The rehabilitation program costs $300-$500 per child per month, quite a
lot of
money in a country where the minimum monthly wage is about $125.
Urrutia says that former child guerrillas are very disciplined, accustomed
as they
are to following orders. But it takes quite a bit of work to build up their
self-esteem
and convince them they can and should take decisions for themselves.
Ninety percent of the program's beneficiaries came from leftist guerrilla
groups,
mainly the FARC. The rest were members of the far-right paramilitaries.
Occasionally, Urrutia says, the guerrilla groups send spies to join the
program.
They sign up, sniff around, and then run away back to their jungle or mountain
bases to report on what's going on.
Many factors in this mixed-up country lead children to abandon poverty-stricken
homes and become guerrillas or paramilitary fighters.
"Some of the boys join up because they want to be like Rambo. The girls
go
because they have a crush on some boy who's joined up, because they've
been
jilted or because they think they will find affection and respect," said
Urrutia.
Their reasons are not unlike those given by poor urban teen-agers who explain
why
they join street gangs in blighted inner-cities U.S. neighborhoods.
Sixteen year-old Olga Contreras joined the FARC two years ago because her
brother joined and she missed him.
"They didn't want to take me because I was so small, but in the end they
did
because they were looking to recruit," she said, speaking in a soft voice.

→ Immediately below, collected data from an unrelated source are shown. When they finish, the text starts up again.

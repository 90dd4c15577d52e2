//! # Compact Allocator - Admission Core
//!
//! Server-side allocation core for The Compact resource-lock protocol.
//! Sponsors submit compacts; this crate validates them, co-signs the
//! EIP-712 claim hash, and records the consumed nonce and the issued
//! compact in one atomic commit.
//!
//! ## Admission flow
//!
//! ```text
//! submission ──► validate (chain, structure, nonce, expiry, lock, balance)
//!            ──► claim hash (EIP-712) ──► sign ──► persist nonce + record
//! ```
//!
//! ## Module Structure
//!
//! ```text
//! allocator-core/
//! ├── domain/     # entities, bit codec, typed-data hashing, reconciliation
//! ├── ports/      # AllocatorApi inbound; ledger/store/indexer/signer outbound
//! ├── adapters/   # SQLite ledger, HTTP indexer, local k256 signer, clock
//! └── service     # CompactService: the admission orchestration
//! ```
//!
//! ## Guarantees
//!
//! | Property | Enforcement |
//! |----------|-------------|
//! | Nonce uniqueness per (chain, sponsor) | primary key on the 4-tuple |
//! | Nonce bound to sponsor | top 160 bits checked / generated |
//! | No over-allocation | reconciliation against the indexer snapshot |
//! | No partial writes | nonce row + record commit in one transaction |

#![warn(missing_docs)]
#![warn(clippy::all)]

pub mod adapters;
pub mod domain;
pub mod ports;
pub mod service;

pub use adapters::{HttpIndexerClient, InMemoryLedger, LocalSigner, SqliteLedger, SystemTimeSource};
pub use domain::{
    AllocationError, AllocatorConfig, ChainId, Compact, CompactRecord, CompactState,
    CompactSubmission, LockSnapshot, NonceEntry,
};
pub use ports::{Admission, AllocatorApi};
pub use service::CompactService;

/// Crate version.
pub const VERSION: &str = env!("CARGO_PKG_VERSION");

#[cfg(test)]
mod tests {
    #[test]
    #[allow(clippy::const_is_empty)]
    fn test_version() {
        assert!(!super::VERSION.is_empty());
    }
}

Since she was a little girl, growing up in Colombia's muggy eastern plains,
she had
always liked weapons and uniforms, and wanted to be a guerrilla. There
are plenty
of towns out there, lost in poverty, where bare-foot kids see the guerrillas
march
past and form early ideas of glamour.
Defying her mother and stepfather, she ran away from school and began a
militarized, regimental existence, in which guerrilla commanders control
everything
from the right to have a boyfriend to the times when fighters can bathe.
"There were lots of soldiers chasing after us and the only thing we did
was run.
Towards the end I even hoped they would kill me so that I wouldn't have
to suffer
any more. I cried all the time, I wasn't strong," she said.

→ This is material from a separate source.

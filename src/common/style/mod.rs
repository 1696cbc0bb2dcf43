//! Common style and formatting types.

pub mod color;

pub use color::RGBColor;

She doesn't like to remember what she has seen -- the wounded and the dead.
Or
the contraceptive coil they made her use to avoid pregnancy.

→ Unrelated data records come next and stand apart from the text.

//! Package metadata parts: `docProps/core.xml` and `docProps/app.xml`.

use chrono::{DateTime, SecondsFormat, Utc};
use crate::ooxml::xml::escape_xml;

/// Core properties (title, author, timestamps).
#[derive(Debug, Clone, Default)]
pub struct DocumentProperties {
    pub title: Option<String>,
    pub subject: Option<String>,
    /// Document creator/author
    pub creator: Option<String>,
    pub description: Option<String>,
    pub last_modified_by: Option<String>,
    pub language: Option<String>,
    pub created: Option<DateTime<Utc>>,
    pub modified: Option<DateTime<Utc>>,
}

impl DocumentProperties {
    pub fn new() -> Self {
        Self::default()
    }

    /// Properties stamped with the current time as both created and modified.
    pub fn now() -> Self {
        let now = Utc::now();
        Self {
            created: Some(now),
            modified: Some(now),
            ..Self::default()
        }
    }

    pub fn title(mut self, title: &str) -> Self {
        self.title = Some(title.to_string());
        self
    }

    pub fn subject(mut self, subject: &str) -> Self {
        self.subject = Some(subject.to_string());
        self
    }

    pub fn creator(mut self, creator: &str) -> Self {
        self.creator = Some(creator.to_string());
        self
    }

    pub fn description(mut self, description: &str) -> Self {
        self.description = Some(description.to_string());
        self
    }

    pub fn last_modified_by(mut self, name: &str) -> Self {
        self.last_modified_by = Some(name.to_string());
        self
    }

    pub fn language(mut self, language: &str) -> Self {
        self.language = Some(language.to_string());
        self
    }

    /// Generate core.xml content.
    pub fn to_xml(&self) -> String {
        let mut xml = String::with_capacity(1024);
        xml.push_str(r#"<?xml version="1.0" encoding="UTF-8" standalone="yes"?>"#);
        xml.push_str(r#"<cp:coreProperties xmlns:cp="http://schemas.openxmlformats.org/package/2006/metadata/core-properties" xmlns:dc="http://purl.org/dc/elements/1.1/" xmlns:dcterms="http://purl.org/dc/terms/" xmlns:dcmitype="http://purl.org/dc/dcmitype/" xmlns:xsi="http://www.w3.org/2001/XMLSchema-instance">"#);

        let text_fields = [
            ("dc:title", &self.title),
            ("dc:subject", &self.subject),
            ("dc:creator", &self.creator),
            ("dc:description", &self.description),
            ("cp:lastModifiedBy", &self.last_modified_by),
            ("dc:language", &self.language),
        ];
        for (tag, value) in text_fields {
            if let Some(value) = value {
                push_element(&mut xml, tag, &escape_xml(value));
            }
        }

        if let Some(ref created) = self.created {
            push_timestamp(&mut xml, "dcterms:created", created);
        }
        if let Some(ref modified) = self.modified {
            push_timestamp(&mut xml, "dcterms:modified", modified);
        }

        xml.push_str("</cp:coreProperties>");
        xml
    }
}

/// Extended (application) properties.
#[derive(Debug, Clone)]
pub struct AppProperties {
    pub application: String,
    pub pages: Option<u32>,
    pub paragraphs: Option<u32>,
}

impl Default for AppProperties {
    fn default() -> Self {
        Self {
            application: concat!("folio/", env!("CARGO_PKG_VERSION")).to_string(),
            pages: None,
            paragraphs: None,
        }
    }
}

impl AppProperties {
    /// Generate app.xml content.
    pub fn to_xml(&self) -> String {
        let mut xml = String::with_capacity(512);
        xml.push_str(r#"<?xml version="1.0" encoding="UTF-8" standalone="yes"?>"#);
        xml.push_str(r#"<Properties xmlns="http://schemas.openxmlformats.org/officeDocument/2006/extended-properties" xmlns:vt="http://schemas.openxmlformats.org/officeDocument/2006/docPropsVTypes">"#);
        push_element(&mut xml, "Application", &escape_xml(&self.application));
        if let Some(pages) = self.pages {
            push_element(&mut xml, "Pages", &pages.to_string());
        }
        if let Some(paragraphs) = self.paragraphs {
            push_element(&mut xml, "Paragraphs", &paragraphs.to_string());
        }
        xml.push_str("</Properties>");
        xml
    }
}

fn push_element(xml: &mut String, tag: &str, content: &str) {
    xml.push('<');
    xml.push_str(tag);
    xml.push('>');
    xml.push_str(content);
    xml.push_str("</");
    xml.push_str(tag);
    xml.push('>');
}

fn push_timestamp(xml: &mut String, tag: &str, at: &DateTime<Utc>) {
    xml.push('<');
    xml.push_str(tag);
    xml.push_str(r#" xsi:type="dcterms:W3CDTF">"#);
    xml.push_str(&at.to_rfc3339_opts(SecondsFormat::Secs, true));
    xml.push_str("</");
    xml.push_str(tag);
    xml.push('>');
}

#[cfg(test)]
mod tests {
    use super::*;
    use chrono::TimeZone;

    #[test]
    fn test_core_xml() {
        let at = Utc.with_ymd_and_hms(2024, 3, 1, 12, 30, 0).unwrap();
        let props = DocumentProperties {
            created: Some(at),
            modified: Some(at),
            ..DocumentProperties::new().title("Report").creator("A & B")
        };

        let xml = props.to_xml();
        assert!(xml.contains("<dc:title>Report</dc:title>"));
        assert!(xml.contains("<dc:creator>A &amp; B</dc:creator>"));
        assert!(xml.contains(
            r#"<dcterms:created xsi:type="dcterms:W3CDTF">2024-03-01T12:30:00Z</dcterms:created>"#
        ));
        assert!(!xml.contains("dc:subject"));
    }

    #[test]
    fn test_now_sets_both_timestamps() {
        let props = DocumentProperties::now();
        assert_eq!(props.created, props.modified);
        assert!(props.created.is_some());
    }

    #[test]
    fn test_app_xml() {
        let app = AppProperties {
            pages: Some(3),
            ..AppProperties::default()
        };
        let xml = app.to_xml();
        assert!(xml.contains("<Application>folio/"));
        assert!(xml.contains("<Pages>3</Pages>"));
        assert!(!xml.contains("<Paragraphs>"));
    }
}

Seventeen-year old Manuel Restrepo's story is different. He didn't want
to become
a guerrilla at all, but left his mother's coffee farm to travel to Colombia's
south to
work picking coca leaf -- the raw material for cocaine.
Things went well and he was soon earning $250 a month -- until the local
FARC
guerrillas told him to clear out of the coca region because he was a stranger.
After
eight days, unable to work, running out of money and unable to put together
enough to pay for a bus fare home, he decided that the only way he would
be able
to survive would be to join the guerrillas.
After 12 months he had had more than enough of rebel life and, taking advantage
of
the confusion of a blazing army attack, managed to run away with a friend.
Now, after seven months in the program, Manuel is almost ready to go home.
War
may have finished with his innocence, but not with his desire to live.
"War doesn't help anything. Just makes other people suffer," he said.
But Carlos too has other things on his mind now. Despite his youth, he
has an
infant daughter he has never seen, whom he fathered before running away
to the
FARC. He says he wants to go and find her and bring her some toys.